Ashley Dowds becomes the man and the questions in The Return of Elvis du Pisanie, on now at Theatre on the Square in Sandton until 3 May. It’s a reprise of the role for him, and a character he has made his own after writer and performer Paul Slabolepszy first created and played du Pisanie.
First staged in 1992, the play follows Eddie du Pisanie, a 46-year-old East Rand salesman who finds himself retrenched and staring into the kind of void that does not come with easy answers. Dowds was under no illusion about the weight of taking on a role so closely associated with its creator, but he said the intention was clear from the beginning. “How do I not do Paul Slab as Eddie du Pisanie?” he said. “Paul insisted on the creative exploration of the character, not imitation.” What remained fixed, he noted, was “the music of the text”, the pace and rhythm that carry Eddie’s story and give it its structure.
The music of the text carries Eddie’s story
Eddie’s journey is set in motion by an Elvis Presley song, a moment that pulls him back into fragments of his past. Dowds said those flashes are where the character comes alive. “When Eddie’s memory flashes illuminate the darkness, it is a fillip to the way his story begins to change,” he shared, recalling how his own grandmother would relive moments from decades earlier with startling clarity and joy.

But memory is not always reliable.
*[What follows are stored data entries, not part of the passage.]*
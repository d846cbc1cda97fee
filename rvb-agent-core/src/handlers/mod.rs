//! Responsible for handling all requests sent to the agent by the serving
//! layer.

use std::io::Write;

use anyhow::Result;
use rvb_catalog::catalog::Catalog;

use crate::models::{request::Request, response::Response};

mod patches;
mod patching;
mod utility;

/// Handles a [Request] from the serving layer.
///
/// Most requests produce a [Response] to be written back as JSON. A `Patch`
/// request instead streams its Server-Sent-Event frames to `stream` as the
/// run progresses and produces no JSON response (the `None` variant).
pub fn handle_request<W: Write>(
    catalog: &Catalog,
    request: Request,
    stream: &mut W,
) -> Result<Option<Response>> {
    match request {
        Request::GetPatches {
            package_name,
            package_version,
        } => patches::handle_get_patches(catalog, package_name, package_version).map(Some),
        Request::Inspect { path } => utility::handle_inspect(catalog, path).map(Some),
        Request::Patch {
            included_patches,
            excluded_patches,
        } => patching::handle_patch(catalog, included_patches, excluded_patches, stream)
            .map(|()| None),
        Request::GetJavaStatus => utility::handle_java_status().map(Some),
        Request::ClearWorkDir => utility::handle_clear_work_dir().map(Some),
    }
}
//! Exercises the inspector and the patch pipeline end-to-end against fake
//! `aapt` and `java` tools installed into a temporary root.
#![cfg(unix)]

use std::fs;
use std::os::unix::fs::PermissionsExt;
use std::path::Path;

use rvb_agent_core::inspect;
use rvb_agent_core::parameters::PatcherParameters;
use rvb_agent_core::runner::{PatchRun, RunEvent, INVALID_UPLOAD_ERROR, PATCH_FAILED_ERROR};
use rvb_catalog::catalog::Catalog;
use rvb_catalog::models::{CatalogEntry, CompatiblePackage};

const BADGING_SCRIPT: &str = "#!/bin/sh\n\
echo \"package: name='com.example.app' versionCode='120' versionName='2.0'\"\n\
echo \"application-label:'Example App'\"\n";

const REJECTING_SCRIPT: &str = "#!/bin/sh\n\
echo 'not an apk' >&2\n\
exit 1\n";

fn install_tool(path: &Path, script: &str) {
    fs::create_dir_all(path.parent().expect("tool parent")).expect("create tool dir");
    fs::write(path, script).expect("write tool");
    fs::set_permissions(path, fs::Permissions::from_mode(0o755)).expect("chmod tool");
}

/// Lays out a patcher root with a fake dump tool, the given fake patcher
/// runtime and an uploaded file.
fn patcher_root(java_script: &str) -> (tempfile::TempDir, PatcherParameters) {
    let dir = tempfile::tempdir().expect("tempdir");
    let parameters = PatcherParameters::new(dir.path());

    install_tool(&parameters.aapt, BADGING_SCRIPT);
    install_tool(&parameters.java, java_script);
    fs::create_dir_all(&parameters.apk_dir).expect("create apk dir");
    fs::write(&parameters.unpatched_apk, b"uploaded bytes").expect("write upload");

    (dir, parameters)
}

fn catalog() -> Catalog {
    Catalog::new(vec![CatalogEntry {
        name: "Scoped patch".to_owned(),
        description: String::new(),
        version: "1.0.0".to_owned(),
        excluded: false,
        compatible_packages: vec![CompatiblePackage {
            name: "com.example.app".to_owned(),
            versions: vec!["1.0".to_owned(), "2.0".to_owned()],
        }],
    }])
}

#[test]
fn inspector_reads_the_dump_tool_output() {
    let (_dir, parameters) = patcher_root("#!/bin/sh\n");

    let info = inspect::read_package_info(&catalog(), &parameters.aapt, &parameters.unpatched_apk)
        .expect("inspection should succeed");
    assert_eq!(info.package_name, "com.example.app");
    assert_eq!(info.package_version, "2.0");
    assert_eq!(info.app_label, "Example App");
    assert_eq!(info.recommended_version, "2.0");
}

#[test]
fn inspector_rejects_what_the_dump_tool_rejects() {
    let (_dir, parameters) = patcher_root("#!/bin/sh\n");
    install_tool(&parameters.aapt, REJECTING_SCRIPT);

    assert!(
        inspect::read_package_info(&catalog(), &parameters.aapt, &parameters.unpatched_apk)
            .is_err()
    );
}

#[test]
fn successful_run_streams_progress_and_no_error() {
    let (_dir, parameters) = patcher_root(
        "#!/bin/sh\n\
echo 'INFO: Loading patch bundle'\n\
echo 'Applying patches...'\n\
echo 'INFO: Writing output'\n\
echo 'Finished: wrote patched.apk'\n",
    );

    let events: Vec<RunEvent> = PatchRun::new(&catalog(), &parameters, Vec::new()).collect();
    assert_eq!(
        events,
        vec![
            RunEvent::Progress("INFO: Loading patch bundle".to_owned()),
            RunEvent::Progress("INFO: Writing output".to_owned()),
        ]
    );
}

#[test]
fn failing_run_ends_with_exactly_one_error_event() {
    let (_dir, parameters) = patcher_root(
        "#!/bin/sh\n\
echo 'INFO: Loading patch bundle'\n\
echo 'PatchResultError: something broke'\n",
    );

    let events: Vec<RunEvent> = PatchRun::new(&catalog(), &parameters, Vec::new()).collect();
    assert_eq!(
        events,
        vec![
            RunEvent::Progress("INFO: Loading patch bundle".to_owned()),
            RunEvent::Failure(PATCH_FAILED_ERROR.to_owned()),
        ]
    );
}

#[test]
fn run_without_a_success_marker_fails() {
    let (_dir, parameters) = patcher_root(
        "#!/bin/sh\n\
echo 'INFO: Loading patch bundle'\n",
    );

    let events: Vec<RunEvent> = PatchRun::new(&catalog(), &parameters, Vec::new()).collect();
    assert_eq!(
        events.last(),
        Some(&RunEvent::Failure(PATCH_FAILED_ERROR.to_owned()))
    );
}

#[test]
fn invalid_upload_is_rejected_before_the_patcher_launches() {
    let (dir, parameters) = patcher_root("#!/bin/sh\n");
    let marker = dir.path().join("java-ran");
    // The fake patcher leaves a marker file; validation failure must prevent
    // it from ever running.
    install_tool(
        &parameters.java,
        &format!("#!/bin/sh\ntouch '{}'\n", marker.display()),
    );
    install_tool(&parameters.aapt, REJECTING_SCRIPT);

    let events: Vec<RunEvent> = PatchRun::new(&catalog(), &parameters, Vec::new()).collect();
    assert_eq!(
        events,
        vec![RunEvent::Failure(INVALID_UPLOAD_ERROR.to_owned())]
    );
    assert!(!marker.exists());
}

#[test]
fn stderr_lines_merge_into_the_event_stream() {
    let (_dir, parameters) = patcher_root(
        "#!/bin/sh\n\
echo 'INFO: reported on stderr' >&2\n\
sleep 1\n\
echo 'Finished'\n",
    );

    let events: Vec<RunEvent> = PatchRun::new(&catalog(), &parameters, Vec::new()).collect();
    assert_eq!(
        events,
        vec![RunEvent::Progress("INFO: reported on stderr".to_owned())]
    );
}
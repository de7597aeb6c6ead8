//! Page views over instance collections and their `Link` headers.

use crate::error::ApiError;
use crate::Item;

#[derive(Clone, Debug, PartialEq)]
pub struct Pagination {
    pub items: Vec<Item>,
    pub page: u64,
    pub per_page: u64,
    pub total: u64,
}

impl Pagination {
    pub fn new(items: Vec<Item>, page: u64, per_page: u64, total: u64) -> Self {
        Pagination { items, page, per_page, total }
    }

    /// Slices `items[(page-1)*per_page .. page*per_page]` out of a full list.
    pub fn from_list(items: Vec<Item>, page: u64, per_page: u64) -> Self {
        let total = items.len() as u64;
        let start = page.saturating_sub(1).saturating_mul(per_page);
        let items = items
            .into_iter()
            .skip(start as usize)
            .take(per_page as usize)
            .collect();
        Pagination::new(items, page, per_page, total)
    }

    /// Number of pages; an empty collection still has one (empty) page.
    pub fn pages(&self) -> u64 {
        if self.per_page == 0 {
            return 1;
        }
        self.total.div_ceil(self.per_page).max(1)
    }

    pub fn has_prev(&self) -> bool {
        self.page > 1
    }

    pub fn has_next(&self) -> bool {
        self.page < self.pages()
    }

    /// Fails with `PageNotFound` when the page lies past the last one.
    pub fn ensure_exists(self) -> Result<Self, ApiError> {
        if self.page > self.pages() {
            Err(ApiError::PageNotFound)
        } else {
            Ok(self)
        }
    }

    /// `(rel, page)` pairs: self, first/prev when there is a previous page, next when there is one, and last.
    pub fn links(&self) -> Vec<(&'static str, u64)> {
        let mut links = vec![("self", self.page)];
        if self.has_prev() {
            links.push(("first", 1));
            links.push(("prev", self.page - 1));
        }
        if self.has_next() {
            links.push(("next", self.page + 1));
        }
        links.push(("last", self.pages()));
        links
    }

    pub fn link_header(&self, path: &str) -> String {
        self.links()
            .into_iter()
            .map(|(rel, page)| format!("<{}?page={}&per_page={}>; rel=\"{}\"", path, page, self.per_page, rel))
            .collect::<Vec<_>>()
            .join(", ")
    }
}
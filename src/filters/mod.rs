//! Filter operators, per-type operator tables and `where` clause conversion.

mod condition;

pub use condition::{sort_cmp, Condition, Sort};
pub(crate) use condition::cmp_items;

use crate::config::{FieldFilterConfig, FiltersConfig};
use crate::error::{ApiError, ConfigError};
use crate::fields::{Field, FieldType};
use crate::schema::{Context, FieldSet};
use crate::schema::validator::json_eq;
use indexmap::IndexMap;
use serde_json::{json, Map, Value};
use std::cmp::Ordering;

#[derive(Clone, Copy, Debug, PartialEq, Eq, Hash)]
pub enum FilterOp {
    Equal,
    NotEqual,
    LessThan,
    LessThanEqual,
    GreaterThan,
    GreaterThanEqual,
    In,
    Contains,
    StringContains,
    StringIContains,
    StartsWith,
    IStartsWith,
    EndsWith,
    IEndsWith,
    Between,
}

impl FilterOp {
    /// Wire names for this operator; `None` is the implicit equality form.
    pub fn names(self) -> &'static [Option<&'static str>] {
        use FilterOp::*;
        match self {
            Equal => &[None, Some("eq")],
            NotEqual => &[Some("ne")],
            LessThan => &[Some("lt")],
            LessThanEqual => &[Some("lte")],
            GreaterThan => &[Some("gt")],
            GreaterThanEqual => &[Some("gte")],
            In => &[Some("in")],
            Contains | StringContains => &[Some("contains")],
            StringIContains => &[Some("icontains")],
            StartsWith => &[Some("startswith")],
            IStartsWith => &[Some("istartswith")],
            EndsWith => &[Some("endswith")],
            IEndsWith => &[Some("iendswith")],
            Between => &[Some("between")],
        }
    }

    /// In-memory predicate: `a` is the item's value, `b` the converted operand.
    pub fn apply(self, a: &Value, b: &Value) -> bool {
        use FilterOp::*;
        let order = || compare(a, b);
        match self {
            Equal => json_eq(a, b),
            NotEqual => !json_eq(a, b),
            LessThan => order() == Some(Ordering::Less),
            LessThanEqual => matches!(order(), Some(Ordering::Less | Ordering::Equal)),
            GreaterThan => order() == Some(Ordering::Greater),
            GreaterThanEqual => matches!(order(), Some(Ordering::Greater | Ordering::Equal)),
            In => b.as_array().map(|values| values.iter().any(|v| json_eq(a, v))).unwrap_or(false),
            Contains => a.as_array().map(|values| values.iter().any(|v| json_eq(v, b))).unwrap_or(false),
            StringContains => strings(a, b, false).map(|(a, b)| a.contains(&b)).unwrap_or(false),
            StringIContains => strings(a, b, true).map(|(a, b)| a.contains(&b)).unwrap_or(false),
            StartsWith => strings(a, b, false).map(|(a, b)| a.starts_with(&b)).unwrap_or(false),
            IStartsWith => strings(a, b, true).map(|(a, b)| a.starts_with(&b)).unwrap_or(false),
            EndsWith => strings(a, b, false).map(|(a, b)| a.ends_with(&b)).unwrap_or(false),
            IEndsWith => strings(a, b, true).map(|(a, b)| a.ends_with(&b)).unwrap_or(false),
            Between => match b.as_array().map(Vec::as_slice) {
                Some([low, high]) => {
                    matches!(compare(a, low), Some(Ordering::Greater | Ordering::Equal))
                        && matches!(compare(a, high), Some(Ordering::Less | Ordering::Equal))
                }
                _ => false,
            },
        }
    }
}

fn strings(a: &Value, b: &Value, fold: bool) -> Option<(String, String)> {
    let (a, b) = (a.as_str()?, b.as_str()?);
    if fold {
        Some((a.to_lowercase(), b.to_lowercase()))
    } else {
        Some((a.to_string(), b.to_string()))
    }
}

/// Orders two scalar values of the same JSON type; `None` otherwise.
pub(crate) fn compare(a: &Value, b: &Value) -> Option<Ordering> {
    match (a, b) {
        (Value::Number(x), Value::Number(y)) => x.as_f64()?.partial_cmp(&y.as_f64()?),
        (Value::String(x), Value::String(y)) => Some(x.cmp(y)),
        (Value::Bool(x), Value::Bool(y)) => Some(x.cmp(y)),
        _ => None,
    }
}

/// Operators applicable per field type. Lookup walks the field's type ancestry.
#[derive(Clone, Debug)]
pub struct FilterTable {
    by_type: Vec<(FieldType, Vec<FilterOp>)>,
}

impl FilterTable {
    pub fn standard() -> Self {
        use FilterOp::*;
        let comparable = vec![Equal, NotEqual, LessThan, LessThanEqual, GreaterThan, GreaterThanEqual];
        let with = |base: &Vec<FilterOp>, extra: &[FilterOp]| {
            let mut ops = base.clone();
            ops.extend_from_slice(extra);
            ops
        };
        FilterTable {
            by_type: vec![
                (FieldType::Boolean, vec![Equal, NotEqual, In]),
                (FieldType::Integer, with(&comparable, &[In])),
                (FieldType::Number, with(&comparable, &[In])),
                (
                    FieldType::String,
                    vec![
                        Equal,
                        NotEqual,
                        StringContains,
                        StringIContains,
                        StartsWith,
                        IStartsWith,
                        EndsWith,
                        IEndsWith,
                        In,
                    ],
                ),
                (FieldType::Uuid, vec![Equal, NotEqual, In]),
                (FieldType::Date, with(&comparable, &[Between, In])),
                (FieldType::DateString, with(&comparable, &[Between, In])),
                (FieldType::DateTime, with(&comparable, &[Between])),
                (FieldType::DateTimeString, with(&comparable, &[Between])),
                (FieldType::Array, vec![Contains]),
                (FieldType::ToOne, vec![Equal, NotEqual, In]),
                (FieldType::ToMany, vec![Contains]),
            ],
        }
    }

    /// Replaces (or adds) the operator list for one field type.
    pub fn with(mut self, field_type: FieldType, ops: Vec<FilterOp>) -> Self {
        match self.by_type.iter_mut().find(|(t, _)| *t == field_type) {
            Some(entry) => entry.1 = ops,
            None => self.by_type.push((field_type, ops)),
        }
        self
    }

    /// Operators for the most specific registered ancestor of the field's type.
    pub fn ops_for(&self, field: &Field) -> &[FilterOp] {
        for field_type in field.field_type().ancestry() {
            if let Some((_, ops)) = self.by_type.iter().find(|(t, _)| *t == field_type) {
                return ops;
            }
        }
        &[]
    }
}

impl Default for FilterTable {
    fn default() -> Self {
        FilterTable::standard()
    }
}

/// One named operator bound to a field.
#[derive(Clone, Debug)]
pub struct Filter {
    pub name: Option<String>,
    pub op: FilterOp,
    pub field: Field,
    pub attribute: String,
}

fn is_date_like(field: &Field) -> bool {
    field.field_type().ancestry().any(|t| {
        matches!(
            t,
            FieldType::Date | FieldType::DateTime | FieldType::DateString | FieldType::DateTimeString
        )
    })
}

fn simplify(mut schema: Value) -> Value {
    if let Value::Object(map) = &mut schema {
        map.remove("readOnly");
    }
    schema
}

impl Filter {
    pub fn new(name: Option<&str>, op: FilterOp, field: Field, attribute: &str) -> Self {
        Filter {
            name: name.map(str::to_string),
            op,
            field,
            attribute: attribute.to_string(),
        }
    }

    /// Equality filter, used to look items up by property.
    pub fn equal(field: Field, attribute: &str) -> Self {
        Filter::new(None, FilterOp::Equal, field, attribute)
    }

    /// JSON-Schema for this operator's operand.
    pub fn operand_schema(&self, ctx: Context<'_>) -> Value {
        use FilterOp::*;
        let field_request = || simplify(self.field.request(ctx));
        match self.op {
            Equal | NotEqual => field_request(),
            LessThan | LessThanEqual | GreaterThan | GreaterThanEqual => {
                if is_date_like(&self.field) {
                    field_request()
                } else {
                    json!({"type": "number"})
                }
            }
            In => json!({"type": "array", "minItems": 0, "uniqueItems": true, "items": field_request()}),
            Contains => match self.field.container() {
                Some(container) => simplify(container.request(ctx)),
                None => json!({}),
            },
            StringContains | StringIContains | StartsWith | IStartsWith | EndsWith | IEndsWith => {
                json!({"type": "string", "minLength": 1})
            }
            Between => json!({"type": "array", "minItems": 2, "maxItems": 2, "items": field_request()}),
        }
    }

    /// Converts a validated operand into the backend value the condition compares with.
    pub async fn convert(&self, value: &Value, ctx: Context<'_>) -> Result<Value, ApiError> {
        use FilterOp::*;
        match self.op {
            Equal | NotEqual => self.field.convert_valid(value, ctx).await,
            LessThan | LessThanEqual | GreaterThan | GreaterThanEqual => {
                if is_date_like(&self.field) {
                    self.field.convert_valid(value, ctx).await
                } else {
                    Ok(value.clone())
                }
            }
            In | Between => {
                let Value::Array(items) = value else {
                    return Ok(value.clone());
                };
                let mut out = Vec::with_capacity(items.len());
                for (index, item) in items.iter().enumerate() {
                    out.push(self.field.convert_valid(item, ctx).await.map_err(|e| e.prefixed(json!(index)))?);
                }
                Ok(Value::Array(out))
            }
            Contains => match self.field.container() {
                Some(container) => container.convert_valid(value, ctx).await,
                None => Ok(value.clone()),
            },
            _ => Ok(value.clone()),
        }
    }

    pub async fn condition(&self, value: &Value, ctx: Context<'_>) -> Result<Condition, ApiError> {
        Ok(Condition {
            attribute: self.attribute.clone(),
            filter: self.clone(),
            value: self.convert(value, ctx).await?,
        })
    }
}

/// Filters available on one field, keyed by wire name (`None` = implicit equality).
pub type FieldFilters = IndexMap<Option<String>, Filter>;

fn allowed_names(config: &FiltersConfig, key: &str) -> Option<Option<Vec<String>>> {
    // Some(None): every operator; Some(Some(names)): only these; None: no filters.
    match config {
        FiltersConfig::All(true) => Some(None),
        FiltersConfig::All(false) => None,
        FiltersConfig::Wildcard(w) if w == "*" => Some(None),
        FiltersConfig::Wildcard(_) => None,
        FiltersConfig::Fields(map) => match map.get(key).or_else(|| map.get("*")) {
            Some(FieldFilterConfig::All(true)) => Some(None),
            Some(FieldFilterConfig::Names(names)) => Some(Some(names.clone())),
            Some(FieldFilterConfig::All(false)) | None => None,
        },
    }
}

/// Derives the filters of every readable field from the operator table, narrowed by `config`.
pub fn filters_for_fields(
    fields: &FieldSet,
    config: &FiltersConfig,
    table: &FilterTable,
) -> Result<IndexMap<String, FieldFilters>, ConfigError> {
    if let FiltersConfig::Fields(map) = config {
        for key in map.keys() {
            if key != "*" && !fields.fields.contains_key(key) {
                return Err(ConfigError::MissingReference { kind: "filter field", id: key.clone() });
            }
        }
    }

    let mut out = IndexMap::new();
    for (key, field) in &fields.fields {
        if !field.io.read {
            continue;
        }
        let Some(restriction) = allowed_names(config, key) else {
            continue;
        };
        let mut filters = FieldFilters::new();
        for op in table.ops_for(field) {
            for name in op.names() {
                let allowed = match (&restriction, name) {
                    (None, _) => true,
                    (Some(names), None) => names.iter().any(|n| n == "eq"),
                    (Some(names), Some(n)) => names.iter().any(|allowed| allowed == n),
                };
                if allowed {
                    filters.insert(
                        name.map(str::to_string),
                        Filter::new(*name, *op, field.clone(), field.attribute_or(key)),
                    );
                }
            }
        }
        if !filters.is_empty() {
            out.insert(key.clone(), filters);
        }
    }
    Ok(out)
}

/// `where` schema for one field: the implicit-equality operand alone, or a
/// `oneOf` of it and an object holding exactly one named operator.
pub fn field_where_schema(filters: &FieldFilters, ctx: Context<'_>) -> Value {
    let mut named = Map::new();
    for (name, filter) in filters {
        if let Some(name) = name {
            named.insert(format!("${}", name), filter.operand_schema(ctx));
        }
    }
    let implicit = filters.get(&None).map(|f| f.operand_schema(ctx));
    if named.is_empty() {
        return implicit.unwrap_or_else(|| json!({}));
    }
    let object = json!({
        "type": "object",
        "properties": named,
        "minProperties": 1,
        "maxProperties": 1,
        "additionalProperties": false
    });
    match implicit {
        Some(implicit) => json!({"oneOf": [implicit, object]}),
        None => object,
    }
}

/// Converts one field's validated `where` value into a condition.
pub async fn convert_filters(value: &Value, filters: &FieldFilters, ctx: Context<'_>) -> Result<Condition, ApiError> {
    if let Value::Object(map) = value {
        if map.len() == 1 {
            if let Some((key, operand)) = map.iter().next() {
                if let Some(name) = key.strip_prefix('$') {
                    if let Some(filter) = filters.get(&Some(name.to_string())) {
                        return filter.condition(operand, ctx).await;
                    }
                }
            }
        }
    }
    match filters.get(&None) {
        Some(filter) => filter.condition(value, ctx).await,
        None => Err(ApiError::validation(
            vec![],
            "filters",
            Value::Array(filters.keys().flatten().map(|n| json!(format!("${}", n))).collect()),
            "implicit equality is not allowed for this field",
        )),
    }
}
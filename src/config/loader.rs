//! Load api settings from the environment and model declarations from JSON files.

use crate::config::types::{ApiConfig, ModelDefinition};
use crate::config::validator::{validate_api_config, validate_model};
use crate::error::ConfigError;
use std::path::Path;
use std::str::FromStr;

impl ApiConfig {
    /// Reads `API_*` variables; unset ones keep their defaults.
    pub fn from_env() -> Result<Self, ConfigError> {
        let mut config = ApiConfig::default();
        if let Some(prefix) = env_var("API_PREFIX") {
            config.prefix = normalize_prefix(&prefix);
        }
        config.title = env_var("API_TITLE");
        config.description = env_var("API_DESCRIPTION");
        if let Some(n) = env_parse("API_DEFAULT_PER_PAGE")? {
            config.default_per_page = n;
        }
        if let Some(n) = env_parse("API_MAX_PER_PAGE")? {
            config.max_per_page = n;
        }
        if let Some(debug) = env_var("API_DEBUG") {
            config.debug = parse_flag("API_DEBUG", &debug)?;
        }
        if let Some(n) = env_parse("API_MAX_BODY_BYTES")? {
            config.max_body_bytes = n;
        }
        validate_api_config(&config)?;
        Ok(config)
    }

    pub fn with_prefix(mut self, prefix: &str) -> Self {
        self.prefix = normalize_prefix(prefix);
        self
    }
}

fn env_var(name: &str) -> Option<String> {
    std::env::var(name).ok().filter(|v| !v.trim().is_empty())
}

fn env_parse<T: FromStr>(name: &str) -> Result<Option<T>, ConfigError> {
    match env_var(name) {
        Some(raw) => raw
            .trim()
            .parse()
            .map(Some)
            .map_err(|_| ConfigError::Validation(format!("{} has invalid value '{}'", name, raw))),
        None => Ok(None),
    }
}

fn parse_flag(name: &str, raw: &str) -> Result<bool, ConfigError> {
    match raw.trim().to_lowercase().as_str() {
        "1" | "true" | "yes" | "on" => Ok(true),
        "0" | "false" | "no" | "off" => Ok(false),
        _ => Err(ConfigError::Validation(format!("{} has invalid value '{}'", name, raw))),
    }
}

/// `"api/"`, `"/api"` and `"/api/"` all become `"/api"`; `"/"` becomes `""`.
pub fn normalize_prefix(prefix: &str) -> String {
    let trimmed = prefix.trim().trim_matches('/');
    if trimmed.is_empty() {
        String::new()
    } else {
        format!("/{}", trimmed)
    }
}

/// Parses one JSON document holding a model or an array of models.
pub fn load_models_from_str(raw: &str) -> Result<Vec<ModelDefinition>, ConfigError> {
    let value: serde_json::Value = serde_json::from_str(raw).map_err(|e| ConfigError::Load(e.to_string()))?;
    let models: Vec<ModelDefinition> = if value.is_array() {
        serde_json::from_value(value)
    } else {
        serde_json::from_value(value).map(|m| vec![m])
    }
    .map_err(|e| ConfigError::Load(e.to_string()))?;
    for model in &models {
        validate_model(model)?;
    }
    Ok(models)
}

/// Loads every `*.json` file of `dir`, in file-name order.
pub async fn load_models_from_dir(dir: impl AsRef<Path>) -> Result<Vec<ModelDefinition>, ConfigError> {
    let dir = dir.as_ref();
    let mut entries = tokio::fs::read_dir(dir)
        .await
        .map_err(|e| ConfigError::Load(format!("{}: {}", dir.display(), e)))?;
    let mut paths = Vec::new();
    while let Some(entry) = entries.next_entry().await.map_err(|e| ConfigError::Load(e.to_string()))? {
        let path = entry.path();
        if path.extension().and_then(|e| e.to_str()) == Some("json") {
            paths.push(path);
        }
    }
    paths.sort();

    let mut models = Vec::new();
    for path in paths {
        let raw = tokio::fs::read_to_string(&path)
            .await
            .map_err(|e| ConfigError::Load(format!("{}: {}", path.display(), e)))?;
        let loaded = load_models_from_str(&raw)?;
        tracing::debug!(path = %path.display(), models = loaded.len(), "loaded model declarations");
        models.extend(loaded);
    }
    Ok(models)
}

#[cfg(test)]
mod tests {
    use super::*;

    #[test]
    fn prefixes_normalize() {
        assert_eq!(normalize_prefix("api/"), "/api");
        assert_eq!(normalize_prefix("/api/v1/"), "/api/v1");
        assert_eq!(normalize_prefix("/"), "");
        assert_eq!(normalize_prefix(""), "");
    }

    #[test]
    fn flags_parse() {
        assert!(parse_flag("X", "TRUE").unwrap());
        assert!(!parse_flag("X", "0").unwrap());
        assert!(parse_flag("X", "maybe").is_err());
    }

    #[test]
    fn single_and_many_models() {
        let one = r#"{"table": "author", "columns": [{"name": "id", "type": "serial"}]}"#;
        assert_eq!(load_models_from_str(one).unwrap().len(), 1);
        let many = r#"[{"table": "a", "columns": [{"name": "id", "type": "serial"}]},
                       {"table": "b", "columns": [{"name": "id", "type": "uuid"}]}]"#;
        assert_eq!(load_models_from_str(many).unwrap().len(), 2);
        assert!(matches!(load_models_from_str("{"), Err(ConfigError::Load(_))));
    }

    #[tokio::test]
    async fn missing_dir_is_a_load_error() {
        assert!(matches!(
            load_models_from_dir("/nonexistent/potion-models").await,
            Err(ConfigError::Load(_))
        ));
    }
}
//! Safe SQL builder: identifiers from model declarations only, values as parameters.

mod builder;
pub mod params;
pub use builder::*;
pub use params::*;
It reshapes itself, sometimes revealing, sometimes concealing. “He discovers the truth of an event as he recalls it sometimes,” Dowds said. “At other times, he shapes his story as he has crafted it over the years.” It leaves Eddie suspended between what happened and what he believes happened, forced to confront both versions as they surface.
There is a strong sense of geography in Eddie’s story, the East Rand, the language, the detail of a particular South African upbringing, but Dowds said the reach of the character goes beyond that. “Without a doubt, the central story is universal,” he said. “The language he speaks is a South African one though.” It is that combination that allows the audience to recognise something of themselves in him, even if the setting is far removed from their own.
Universal theme, innately Mzansi
Music becomes more than just a reference. “We’re framed by language,” Dowds said. “Sound, especially music, can move us in ways that are inexplicable because it is not expressed in words.” In Eddie’s case, that moment becomes something he cannot ignore, drawing him toward a confrontation he believes is inevitable.
Dowds said Eddie does not start with clarity about what he is looking for. “As he arrives at the moment of truth, he has to make a choice – either back off or jump,” he said.

The Return of Elvis du Pisanie is a one-man show, and Dowds said going it alone on stage is a sustained physical and vocal effort, layered with the emotional weight of the material. “The huge responsibility is sustaining the physical and vocal level that it needs,” he noted, adding that staying well outside of the performance becomes part of maintaining it over time.
Powerful solo show
Dowds said there are subtleties in the story, particularly in how Eddie understands himself as a man. His sense of masculinity is shaped by what he witnessed growing up, from a father marked by war to figures in his community who left their own impressions. “There is a truth that emerges about how he has been affected by them,” Dowds said.
Although the play takes place in a different era, a world without cell phones and shaped by different references, Dowds said its message still holds. “We also seem to be no closer to an understanding of healthy family environments,” he said.
Dowds said the connection to the character runs deeper than the performance itself. “That’s the joy of being with Eddie,” he said. “I love his soul.”